El lenguaje es una herramienta que los seres humanos utilizamos para muchas cosas, continuamente, no sólo para entendernos en aspectos de mera utilidad sino también en otros planos de pensamiento más profundo. Expresamos nuestros planteamientos mentales, hablamos de nuestras emociones y también lo utilizamos para comunicar o entender lo más sutil, lo más sagrado, lo espiritual, nuestra esencia, el sentido de la vida…
Es tan amplio el campo que ocupa lo que pretendemos expresar; nada más y nada menos que toda nuestra complejidad como seres humanos. Una tarea inabarcable que adjudicamos al lenguaje. Es esencial comprender esto porque pasamos años, por no decir la vida entera, sin percatarnos de lo importante que es atender y entender a nuestros congéneres, a los múltiples interlocutores que conocemos y con los que nos relacionamos a lo largo de nuestra vida.
Hacerlo es esencial y nos beneficia enormemente. Cuando estemos frente a una persona, pongamos toda nuestra atención, dirijamos toda nuestra energía a ese instante y se dará una comunión entre ambos, ese es el plano óptimo de comunicación. ¿Difícil? Muy difícil llevarlo a la práctica. ¿Por qué? Porque no prestamos atención a casi nada y a todo a la vez, porque hemos caído en la superficialidad, en la dispersión, en la inmediatez, en no tener tiempo, en no estar centrados.
Hay que entender que nos estamos moviendo en un todo, en una unidad y que la comprensión del otro es la comprensión de nosotros mismos. Somos manifestaciones temporales en la escuela de la vida donde tratamos de aprender y de entender. Somos espejos unos de otros y esa es la magia de la verdadera comunicación.

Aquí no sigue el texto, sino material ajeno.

//! Branded ID newtypes for type safety.
//!
//! Operators, vehicles, routes, and transport connections each get a distinct
//! newtype around `String`, so an operator ID can never be passed where a
//! vehicle ID is expected. IDs arriving from clients are checked with
//! [`is_well_formed_id`] before they reach any relay state.

use serde::{Deserialize, Serialize};
use std::fmt;
use uuid::Uuid;

/// Longest identifier accepted from a client.
pub const MAX_ID_LENGTH: usize = 128;

/// Whether `value` is an acceptable client-supplied identifier.
///
/// Accepts 1 to [`MAX_ID_LENGTH`] ASCII alphanumerics, `-` or `_`. UUIDs in
/// their hyphenated form qualify.
pub fn is_well_formed_id(value: &str) -> bool {
    !value.is_empty()
        && value.len() <= MAX_ID_LENGTH
        && value
            .bytes()
            .all(|b| b.is_ascii_alphanumeric() || b == b'-' || b == b'_')
}

macro_rules! branded_id {
    ($(#[$meta:meta])* $name:ident) => {
        $(#[$meta])*
        #[derive(Clone, Debug, PartialEq, Eq, PartialOrd, Ord, Hash, Serialize, Deserialize)]
        #[serde(transparent)]
        pub struct $name(String);

        impl $name {
            /// Create from an existing string value.
            #[must_use]
            pub fn from_string(s: String) -> Self {
                Self(s)
            }

            /// Return the inner string as a slice.
            #[must_use]
            pub fn as_str(&self) -> &str {
                &self.0
            }

            /// Consume self and return the inner `String`.
            #[must_use]
            pub fn into_inner(self) -> String {
                self.0
            }

            /// Whether the wrapped value passes [`is_well_formed_id`].
            #[must_use]
            pub fn is_well_formed(&self) -> bool {
                is_well_formed_id(&self.0)
            }
        }

        impl std::ops::Deref for $name {
            type Target = str;
            fn deref(&self) -> &str {
                &self.0
            }
        }

        impl AsRef<str> for $name {
            fn as_ref(&self) -> &str {
                &self.0
            }
        }

        impl std::borrow::Borrow<str> for $name {
            fn borrow(&self) -> &str {
                &self.0
            }
        }

        impl fmt::Display for $name {
            fn fmt(&self, f: &mut fmt::Formatter<'_>) -> fmt::Result {
                f.write_str(&self.0)
            }
        }

        impl From<String> for $name {
            fn from(s: String) -> Self {
                Self(s)
            }
        }

        impl From<&str> for $name {
            fn from(s: &str) -> Self {
                Self(s.to_owned())
            }
        }

        impl From<$name> for String {
            fn from(id: $name) -> Self {
                id.0
            }
        }
    };
}

branded_id! {
    /// Identifier of an operator (the driver account broadcasting a vehicle).
    OperatorId
}

branded_id! {
    /// Identifier of a physical vehicle.
    VehicleId
}

branded_id! {
    /// Identifier of a transit route.
    RouteId
}

branded_id! {
    /// Identifier of a live transport connection. Opaque to clients.
    ConnectionId
}

impl ConnectionId {
    /// Create a new connection ID (UUID v7, time-ordered).
    #[must_use]
    pub fn new() -> Self {
        Self(Uuid::now_v7().to_string())
    }
}

impl Default for ConnectionId {
    fn default() -> Self {
        Self::new()
    }
}

#[cfg(test)]
mod tests {
    use super::*;

    #[test]
    fn uuid_is_well_formed() {
        assert!(is_well_formed_id("3f0b8a52-7c1e-4f7e-9a55-2d2c0b7f4a10"));
    }

    #[test]
    fn short_codes_are_well_formed() {
        assert!(is_well_formed_id("R1"));
        assert!(is_well_formed_id("PASIG_CUBAO"));
    }

    #[test]
    fn empty_id_is_rejected() {
        assert!(!is_well_formed_id(""));
    }

    #[test]
    fn whitespace_and_punctuation_rejected() {
        assert!(!is_well_formed_id("route 1"));
        assert!(!is_well_formed_id("route/1"));
        assert!(!is_well_formed_id("r1\n"));
        assert!(!is_well_formed_id("<script>"));
    }

    #[test]
    fn length_limit_enforced() {
        assert!(is_well_formed_id(&"a".repeat(MAX_ID_LENGTH)));
        assert!(!is_well_formed_id(&"a".repeat(MAX_ID_LENGTH + 1)));
    }

    #[test]
    fn connection_ids_are_unique() {
        let a = ConnectionId::new();
        let b = ConnectionId::new();
        assert_ne!(a, b);
        assert!(a.is_well_formed());
    }

    #[test]
    fn serde_is_transparent() {
        let id = RouteId::from("R1");
        let json = serde_json::to_string(&id).unwrap();
        assert_eq!(json, "\"R1\"");
        let back: RouteId = serde_json::from_str(&json).unwrap();
        assert_eq!(back, id);
    }

    #[test]
    fn display_and_deref() {
        let id = VehicleId::from("V1");
        assert_eq!(id.to_string(), "V1");
        assert_eq!(&*id, "V1");
        assert_eq!(id.as_str(), "V1");
    }

    #[test]
    fn borrow_allows_str_lookup() {
        let mut map = std::collections::HashMap::new();
        let _ = map.insert(OperatorId::from("op"), 1);
        assert_eq!(map.get("op"), Some(&1));
    }
}
//! The relay's mutable state, owned by a single worker task.

use metrics::{counter, gauge};
use serde::Serialize;
use tracing::{debug, info};
use transit_core::OperatorId;

use crate::broker::SubscriptionBroker;
use crate::presence::{OperatorSession, PresenceRegistry};
use crate::protocol::OutboundEvent;
use crate::telemetry::{
    RELAY_SESSIONS_ACTIVE, RELAY_SESSIONS_ENDED_TOTAL, RELAY_SUBSCRIBED_ROUTES,
};

/// Why a session ended.
#[derive(Clone, Copy, Debug, PartialEq, Eq)]
pub enum EndCause {
    /// The operator sent `stop-sharing`.
    Stopped,
    /// The operator's connection closed.
    Disconnected,
    /// No update within the stale threshold.
    Stale,
    /// A new `start-sharing` for the same operator moved it elsewhere.
    Replaced,
}

impl EndCause {
    /// Label for logs and metrics.
    pub fn as_str(self) -> &'static str {
        match self {
            Self::Stopped => "stopped",
            Self::Disconnected => "disconnected",
            Self::Stale => "stale",
            Self::Replaced => "replaced",
        }
    }
}

/// Point-in-time relay counters.
#[derive(Clone, Copy, Debug, Default, PartialEq, Eq, Serialize)]
pub struct RelayStats {
    /// Active operator sessions.
    pub active_sessions: usize,
    /// Vehicles with a known position.
    pub active_vehicles: usize,
    /// Routes with at least one positioned vehicle.
    pub active_routes: usize,
    /// Routes with at least one subscriber.
    pub subscribed_routes: usize,
}

/// Presence and subscription state for one relay instance.
#[derive(Debug, Default)]
pub struct RelayState {
    /// Operator sessions and the derived route index.
    pub presence: PresenceRegistry,
    /// Viewer membership by route.
    pub broker: SubscriptionBroker,
}

impl RelayState {
    /// Create empty state.
    pub fn new() -> Self {
        Self::default()
    }

    /// End a session and tell its route's viewers the vehicle went offline,
    /// unless another operator still broadcasts that vehicle.
    pub fn end_session(
        &mut self,
        operator_id: &OperatorId,
        cause: EndCause,
    ) -> Option<OperatorSession> {
        let session = self.presence.end_session(operator_id)?;
        let recipients = self.announce_offline(&session);
        counter!(RELAY_SESSIONS_ENDED_TOTAL, "cause" => cause.as_str()).increment(1);
        info!(
            operator_id = %session.operator_id,
            vehicle_id = %session.vehicle_id,
            route_id = %session.route_id,
            cause = cause.as_str(),
            recipients,
            "operator went offline"
        );
        Some(session)
    }

    /// Publish `went-offline` for `session` to its route.
    ///
    /// Skipped while the route index still lists the vehicle, which happens
    /// when another operator has taken it over. Returns the recipient count.
    pub fn announce_offline(&self, session: &OperatorSession) -> usize {
        if self
            .presence
            .index()
            .contains(&session.route_id, &session.vehicle_id)
        {
            debug!(
                vehicle_id = %session.vehicle_id,
                route_id = %session.route_id,
                "vehicle still broadcast by another operator"
            );
            return 0;
        }
        self.broker.publish(
            &session.route_id,
            &OutboundEvent::WentOffline {
                vehicle_id: session.vehicle_id.clone(),
                route_id: session.route_id.clone(),
            },
        )
    }

    /// Current counters.
    pub fn stats(&self) -> RelayStats {
        let index = self.presence.index();
        RelayStats {
            active_sessions: self.presence.len(),
            active_vehicles: index.vehicle_count(),
            active_routes: index.route_count(),
            subscribed_routes: self.broker.route_count(),
        }
    }

    /// Push the current session and subscription counts to the gauges.
    #[allow(clippy::cast_precision_loss)]
    pub fn record_gauges(&self) {
        gauge!(RELAY_SESSIONS_ACTIVE).set(self.presence.len() as f64);
        gauge!(RELAY_SUBSCRIBED_ROUTES).set(self.broker.route_count() as f64);
    }
}
//! Route → active vehicles index.
//!
//! Owned by [`PresenceRegistry`](crate::presence::PresenceRegistry), which
//! is the only writer; everyone else reads snapshots.

use std::collections::{BTreeMap, HashMap};

use transit_core::{RouteId, SessionSnapshot, VehicleId};

/// Latest snapshot of every positioned vehicle, grouped by route.
#[derive(Debug, Default)]
pub struct RouteIndex {
    routes: HashMap<RouteId, BTreeMap<VehicleId, SessionSnapshot>>,
}

impl RouteIndex {
    /// Create an empty index.
    pub fn new() -> Self {
        Self::default()
    }

    /// Insert or replace a vehicle's entry under `route_id`.
    pub(crate) fn upsert(&mut self, route_id: RouteId, snapshot: SessionSnapshot) {
        let _ = self
            .routes
            .entry(route_id)
            .or_default()
            .insert(snapshot.vehicle_id.clone(), snapshot);
    }

    /// Remove a vehicle from a route. Routes left empty are dropped.
    pub(crate) fn remove(
        &mut self,
        route_id: &RouteId,
        vehicle_id: &VehicleId,
    ) -> Option<SessionSnapshot> {
        let vehicles = self.routes.get_mut(route_id)?;
        let removed = vehicles.remove(vehicle_id);
        if vehicles.is_empty() {
            let _ = self.routes.remove(route_id);
        }
        removed
    }

    /// Current vehicles on a route, ordered by vehicle ID. Empty for unknown routes.
    pub fn snapshot(&self, route_id: &RouteId) -> Vec<SessionSnapshot> {
        self.routes
            .get(route_id)
            .map(|vehicles| vehicles.values().cloned().collect())
            .unwrap_or_default()
    }

    /// Current vehicles across every route.
    pub fn all_snapshots(&self) -> Vec<SessionSnapshot> {
        let mut all: Vec<SessionSnapshot> = self
            .routes
            .values()
            .flat_map(|vehicles| vehicles.values().cloned())
            .collect();
        all.sort_by(|a, b| {
            a.route_id
                .cmp(&b.route_id)
                .then_with(|| a.vehicle_id.cmp(&b.vehicle_id))
        });
        all
    }

    /// A vehicle's entry under a route.
    pub fn get(&self, route_id: &RouteId, vehicle_id: &VehicleId) -> Option<&SessionSnapshot> {
        self.routes.get(route_id)?.get(vehicle_id)
    }

    /// Whether a vehicle is listed under a route.
    pub fn contains(&self, route_id: &RouteId, vehicle_id: &VehicleId) -> bool {
        self.routes
            .get(route_id)
            .is_some_and(|vehicles| vehicles.contains_key(vehicle_id))
    }

    /// Number of routes with at least one vehicle.
    pub fn route_count(&self) -> usize {
        self.routes.len()
    }

    /// Number of vehicles across all routes.
    pub fn vehicle_count(&self) -> usize {
        self.routes.values().map(BTreeMap::len).sum()
    }
}

#[cfg(test)]
mod tests {
    use super::*;

    fn snap(vehicle: &str, route: &str, lat: f64) -> SessionSnapshot {
        SessionSnapshot {
            operator_id: format!("op-{vehicle}").into(),
            vehicle_id: vehicle.into(),
            route_id: route.into(),
            latitude: lat,
            longitude: 121.0,
            heading: None,
            speed: None,
            timestamp: chrono::Utc::now(),
        }
    }

    #[test]
    fn upsert_replaces_by_vehicle() {
        let mut index = RouteIndex::new();
        index.upsert("r1".into(), snap("v1", "r1", 14.0));
        index.upsert("r1".into(), snap("v1", "r1", 14.5));
        let members = index.snapshot(&"r1".into());
        assert_eq!(members.len(), 1);
        assert!((members[0].latitude - 14.5).abs() < f64::EPSILON);
    }

    #[test]
    fn remove_drops_empty_route() {
        let mut index = RouteIndex::new();
        index.upsert("r1".into(), snap("v1", "r1", 14.0));
        assert_eq!(index.route_count(), 1);
        let removed = index.remove(&"r1".into(), &"v1".into());
        assert!(removed.is_some());
        assert_eq!(index.route_count(), 0);
        assert!(index.snapshot(&"r1".into()).is_empty());
    }

    #[test]
    fn remove_absent_is_noop() {
        let mut index = RouteIndex::new();
        assert!(index.remove(&"r1".into(), &"v1".into()).is_none());
        index.upsert("r1".into(), snap("v1", "r1", 14.0));
        assert!(index.remove(&"r1".into(), &"v2".into()).is_none());
        assert_eq!(index.vehicle_count(), 1);
    }

    #[test]
    fn snapshot_unknown_route_is_empty() {
        let index = RouteIndex::new();
        assert!(index.snapshot(&"nowhere".into()).is_empty());
    }

    #[test]
    fn all_snapshots_spans_routes() {
        let mut index = RouteIndex::new();
        index.upsert("r2".into(), snap("v3", "r2", 14.0));
        index.upsert("r1".into(), snap("v2", "r1", 14.0));
        index.upsert("r1".into(), snap("v1", "r1", 14.0));
        let all = index.all_snapshots();
        let ids: Vec<&str> = all.iter().map(|s| s.vehicle_id.as_str()).collect();
        assert_eq!(ids, vec!["v1", "v2", "v3"]);
        assert_eq!(index.vehicle_count(), 3);
        assert_eq!(index.route_count(), 2);
        assert!(index.contains(&"r2".into(), &"v3".into()));
        assert!(!index.contains(&"r1".into(), &"v3".into()));
    }
}
//! Settings type definitions.
//!
//! All types use `#[serde(rename_all = "camelCase", default)]`, so a partial
//! JSON file only needs the fields it overrides.

mod relay;
mod server;

pub use relay::*;
pub use server::*;

use serde::{Deserialize, Serialize};
use transit_core::logging::LogFormat;

use crate::errors::{Result, SettingsError};

/// Root settings type for the transit relay.
///
/// ```json
/// {
///   "server": { "port": 3000 },
///   "presence": { "staleThresholdMs": 45000 }
/// }
/// ```
#[derive(Clone, Debug, Default, Serialize, Deserialize)]
#[serde(rename_all = "camelCase", default)]
pub struct RelaySettings {
    /// HTTP/WebSocket listener settings.
    pub server: ServerSettings,
    /// Connection authorization.
    pub auth: AuthSettings,
    /// Session freshness and sweeping.
    pub presence: PresenceSettings,
    /// Nearest-vehicle and ETA defaults.
    pub proximity: ProximitySettings,
    /// Durable location history.
    pub history: HistorySettings,
    /// Log output.
    pub logging: LoggingSettings,
}

impl RelaySettings {
    /// Reject combinations the relay cannot run with.
    pub fn validate(&self) -> Result<()> {
        if self.presence.sweep_interval_ms == 0 {
            return Err(SettingsError::invalid(
                "presence.sweepIntervalMs",
                "must be greater than 0",
            ));
        }
        if self.presence.stale_threshold_ms == 0 {
            return Err(SettingsError::invalid(
                "presence.staleThresholdMs",
                "must be greater than 0",
            ));
        }
        if !(self.proximity.average_speed_kph.is_finite() && self.proximity.average_speed_kph > 0.0)
        {
            return Err(SettingsError::invalid(
                "proximity.averageSpeedKph",
                "must be a positive number",
            ));
        }
        if self.server.heartbeat_interval_secs == 0 {
            return Err(SettingsError::invalid(
                "server.heartbeatIntervalSecs",
                "must be greater than 0",
            ));
        }
        if self.server.shutdown_timeout_secs == 0 {
            return Err(SettingsError::invalid(
                "server.shutdownTimeoutSecs",
                "must be greater than 0",
            ));
        }
        Ok(())
    }
}

/// Log output settings.
#[derive(Clone, Debug, Serialize, Deserialize)]
#[serde(rename_all = "camelCase", default)]
pub struct LoggingSettings {
    /// Default filter directive when `RUST_LOG` is unset.
    pub level: String,
    /// Line format.
    pub format: LogFormat,
}

impl Default for LoggingSettings {
    fn default() -> Self {
        Self {
            level: "info".to_string(),
            format: LogFormat::Compact,
        }
    }
}
//! Wire protocol for relay connections.
//!
//! Every frame is a JSON text message `{"type": <event>, "data": {...}}`.
//! Field names are `snake_case`. The `driver:` / `commuter:` prefixed event
//! names used by older mobile builds are accepted as aliases.

use std::sync::Arc;

use chrono::{DateTime, Utc};
use serde::{Deserialize, Serialize};
use transit_core::{ConnectionId, OperatorId, PositionFix, RouteId, SessionSnapshot, VehicleId};

use crate::errors::RelayError;

/// `start-sharing` payload.
#[derive(Clone, Debug, PartialEq, Deserialize, Serialize)]
pub struct StartSharing {
    /// Operator starting the broadcast.
    pub operator_id: OperatorId,
    /// Route being served.
    pub route_id: RouteId,
    /// Vehicle being driven.
    pub vehicle_id: VehicleId,
}

/// `location-update` payload.
#[derive(Clone, Debug, PartialEq, Deserialize, Serialize)]
pub struct LocationUpdate {
    /// Reporting operator.
    pub operator_id: OperatorId,
    /// Vehicle the operator registered.
    pub vehicle_id: VehicleId,
    /// Route the operator registered.
    pub route_id: RouteId,
    /// Latitude in degrees.
    pub latitude: f64,
    /// Longitude in degrees.
    pub longitude: f64,
    /// Direction of travel in degrees from north.
    #[serde(default)]
    pub heading: Option<f64>,
    /// Ground speed as reported by the device.
    #[serde(default)]
    pub speed: Option<f64>,
    /// RFC 3339 time the device took the fix.
    pub timestamp: DateTime<Utc>,
}

impl LocationUpdate {
    /// The position part of the update.
    pub fn fix(&self) -> PositionFix {
        PositionFix {
            latitude: self.latitude,
            longitude: self.longitude,
            heading: self.heading,
            speed: self.speed,
            timestamp: self.timestamp,
        }
    }
}

/// `stop-sharing` payload.
#[derive(Clone, Debug, PartialEq, Deserialize, Serialize)]
pub struct StopSharing {
    /// Operator ending the broadcast.
    pub operator_id: OperatorId,
}

/// `subscribe-route` / `unsubscribe-route` payload.
#[derive(Clone, Debug, PartialEq, Deserialize, Serialize)]
pub struct RouteSelector {
    /// Route to join or leave.
    pub route_id: RouteId,
}

/// Events a client may send to the relay.
#[derive(Clone, Debug, PartialEq, Deserialize, Serialize)]
#[serde(tag = "type", content = "data")]
pub enum InboundEvent {
    /// Operator begins broadcasting a vehicle on a route.
    #[serde(rename = "start-sharing", alias = "driver:start-sharing")]
    StartSharing(StartSharing),
    /// Operator reports a new position.
    #[serde(rename = "location-update", alias = "driver:location-update")]
    LocationUpdate(LocationUpdate),
    /// Operator ends the broadcast.
    #[serde(rename = "stop-sharing", alias = "driver:stop-sharing")]
    StopSharing(StopSharing),
    /// Viewer joins a route's subscriber group.
    #[serde(rename = "subscribe-route", alias = "commuter:subscribe-route")]
    SubscribeRoute(RouteSelector),
    /// Viewer leaves a route's subscriber group.
    #[serde(rename = "unsubscribe-route", alias = "commuter:unsubscribe-route")]
    UnsubscribeRoute(RouteSelector),
}

impl InboundEvent {
    /// Parse a text frame.
    pub fn decode(text: &str) -> Result<Self, RelayError> {
        Ok(serde_json::from_str(text)?)
    }

    /// Event name used in logs and metric labels.
    pub fn name(&self) -> &'static str {
        match self {
            Self::StartSharing(_) => "start-sharing",
            Self::LocationUpdate(_) => "location-update",
            Self::StopSharing(_) => "stop-sharing",
            Self::SubscribeRoute(_) => "subscribe-route",
            Self::UnsubscribeRoute(_) => "unsubscribe-route",
        }
    }
}

/// Events the relay sends to clients.
#[derive(Clone, Debug, PartialEq, Serialize)]
#[serde(tag = "type", content = "data")]
pub enum OutboundEvent {
    /// First frame on every connection.
    #[serde(rename = "connection.established")]
    ConnectionEstablished {
        /// The relay-assigned connection ID.
        connection_id: ConnectionId,
    },
    /// A vehicle on the subscribed route moved.
    #[serde(rename = "location-updated")]
    LocationUpdated(SessionSnapshot),
    /// A vehicle on the subscribed route stopped broadcasting.
    #[serde(rename = "went-offline")]
    WentOffline {
        /// The vehicle that went offline.
        vehicle_id: VehicleId,
        /// Its route.
        route_id: RouteId,
    },
    /// Current members of a route, sent on subscribe.
    #[serde(rename = "route-snapshot")]
    RouteSnapshot {
        /// The subscribed route.
        route_id: RouteId,
        /// Every vehicle currently broadcasting on it.
        vehicles: Vec<SessionSnapshot>,
    },
}

impl OutboundEvent {
    /// Event name used in logs and metric labels.
    pub fn name(&self) -> &'static str {
        match self {
            Self::ConnectionEstablished { .. } => "connection.established",
            Self::LocationUpdated(_) => "location-updated",
            Self::WentOffline { .. } => "went-offline",
            Self::RouteSnapshot { .. } => "route-snapshot",
        }
    }

    /// Serialize to a shareable text frame.
    pub fn encode(&self) -> Result<Arc<String>, serde_json::Error> {
        serde_json::to_string(self).map(Arc::new)
    }
}

#[cfg(test)]
mod tests {
    use super::*;
    use assert_matches::assert_matches;
    use serde_json::json;

    #[test]
    fn decode_start_sharing() {
        let frame = json!({
            "type": "start-sharing",
            "data": {"operator_id": "op-1", "route_id": "r1", "vehicle_id": "v1"}
        })
        .to_string();
        let event = InboundEvent::decode(&frame).unwrap();
        assert_matches!(event, InboundEvent::StartSharing(s) => {
            assert_eq!(s.operator_id.as_str(), "op-1");
            assert_eq!(s.route_id.as_str(), "r1");
            assert_eq!(s.vehicle_id.as_str(), "v1");
        });
    }

    #[test]
    fn decode_location_update_with_optional_fields() {
        let frame = json!({
            "type": "location-update",
            "data": {
                "operator_id": "op-1", "vehicle_id": "v1", "route_id": "r1",
                "latitude": 14.5995, "longitude": 120.9842,
                "timestamp": "2024-05-01T08:00:00Z"
            }
        })
        .to_string();
        let event = InboundEvent::decode(&frame).unwrap();
        assert_matches!(event, InboundEvent::LocationUpdate(u) => {
            assert!(u.heading.is_none());
            assert!(u.speed.is_none());
            assert_eq!(u.fix().timestamp.to_rfc3339(), "2024-05-01T08:00:00+00:00");
        });
    }

    #[test]
    fn decode_accepts_prefixed_aliases() {
        let frame = json!({"type": "commuter:subscribe-route", "data": {"route_id": "r9"}})
            .to_string();
        let event = InboundEvent::decode(&frame).unwrap();
        assert_eq!(event.name(), "subscribe-route");
    }

    #[test]
    fn decode_rejects_unknown_type() {
        let frame = json!({"type": "teleport", "data": {}}).to_string();
        assert_matches!(InboundEvent::decode(&frame), Err(RelayError::InvalidPayload(_)));
    }

    #[test]
    fn decode_rejects_missing_timestamp() {
        let frame = json!({
            "type": "location-update",
            "data": {"operator_id": "op", "vehicle_id": "v", "route_id": "r",
                     "latitude": 1.0, "longitude": 1.0}
        })
        .to_string();
        assert_matches!(InboundEvent::decode(&frame), Err(RelayError::InvalidPayload(_)));
    }

    #[test]
    fn decode_rejects_bad_timestamp() {
        let frame = json!({
            "type": "location-update",
            "data": {"operator_id": "op", "vehicle_id": "v", "route_id": "r",
                     "latitude": 1.0, "longitude": 1.0, "timestamp": "yesterday"}
        })
        .to_string();
        assert!(InboundEvent::decode(&frame).is_err());
    }

    #[test]
    fn decode_rejects_non_json() {
        assert!(InboundEvent::decode("hello").is_err());
    }

    #[test]
    fn went_offline_wire_shape() {
        let event = OutboundEvent::WentOffline {
            vehicle_id: "v1".into(),
            route_id: "r1".into(),
        };
        let value: serde_json::Value =
            serde_json::from_str(&event.encode().unwrap()).unwrap();
        assert_eq!(
            value,
            json!({"type": "went-offline", "data": {"vehicle_id": "v1", "route_id": "r1"}})
        );
    }

    #[test]
    fn location_updated_carries_snapshot_fields() {
        let snapshot = SessionSnapshot {
            operator_id: "op".into(),
            vehicle_id: "v".into(),
            route_id: "r".into(),
            latitude: 14.6,
            longitude: 121.0,
            heading: Some(90.0),
            speed: None,
            timestamp: "2024-05-01T08:00:00Z".parse().unwrap(),
        };
        let value: serde_json::Value = serde_json::from_str(
            &OutboundEvent::LocationUpdated(snapshot).encode().unwrap(),
        )
        .unwrap();
        assert_eq!(value["type"], "location-updated");
        assert_eq!(value["data"]["latitude"], 14.6);
        assert_eq!(value["data"]["heading"], 90.0);
        assert!(value["data"].get("speed").is_none());
    }

    #[test]
    fn connection_established_name() {
        let event = OutboundEvent::ConnectionEstablished {
            connection_id: "c1".into(),
        };
        assert_eq!(event.name(), "connection.established");
        let value: serde_json::Value =
            serde_json::from_str(&event.encode().unwrap()).unwrap();
        assert_eq!(value["data"]["connection_id"], "c1");
    }
}
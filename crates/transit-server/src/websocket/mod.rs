//! `WebSocket` connection handling.

pub mod heartbeat;
pub mod session;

Siempre hay que prestar atención, incluso para el más básico aprendizaje y, para acceder a planos más elevados de conciencia es necesario trascender el lenguaje, las palabras son señales que meramente apuntan a lo inexpresable y en esa comunicación de lo sutil la atención plena es imprescindible, así como el silencio abre otro plano de comunicación: el de lo inexpresable.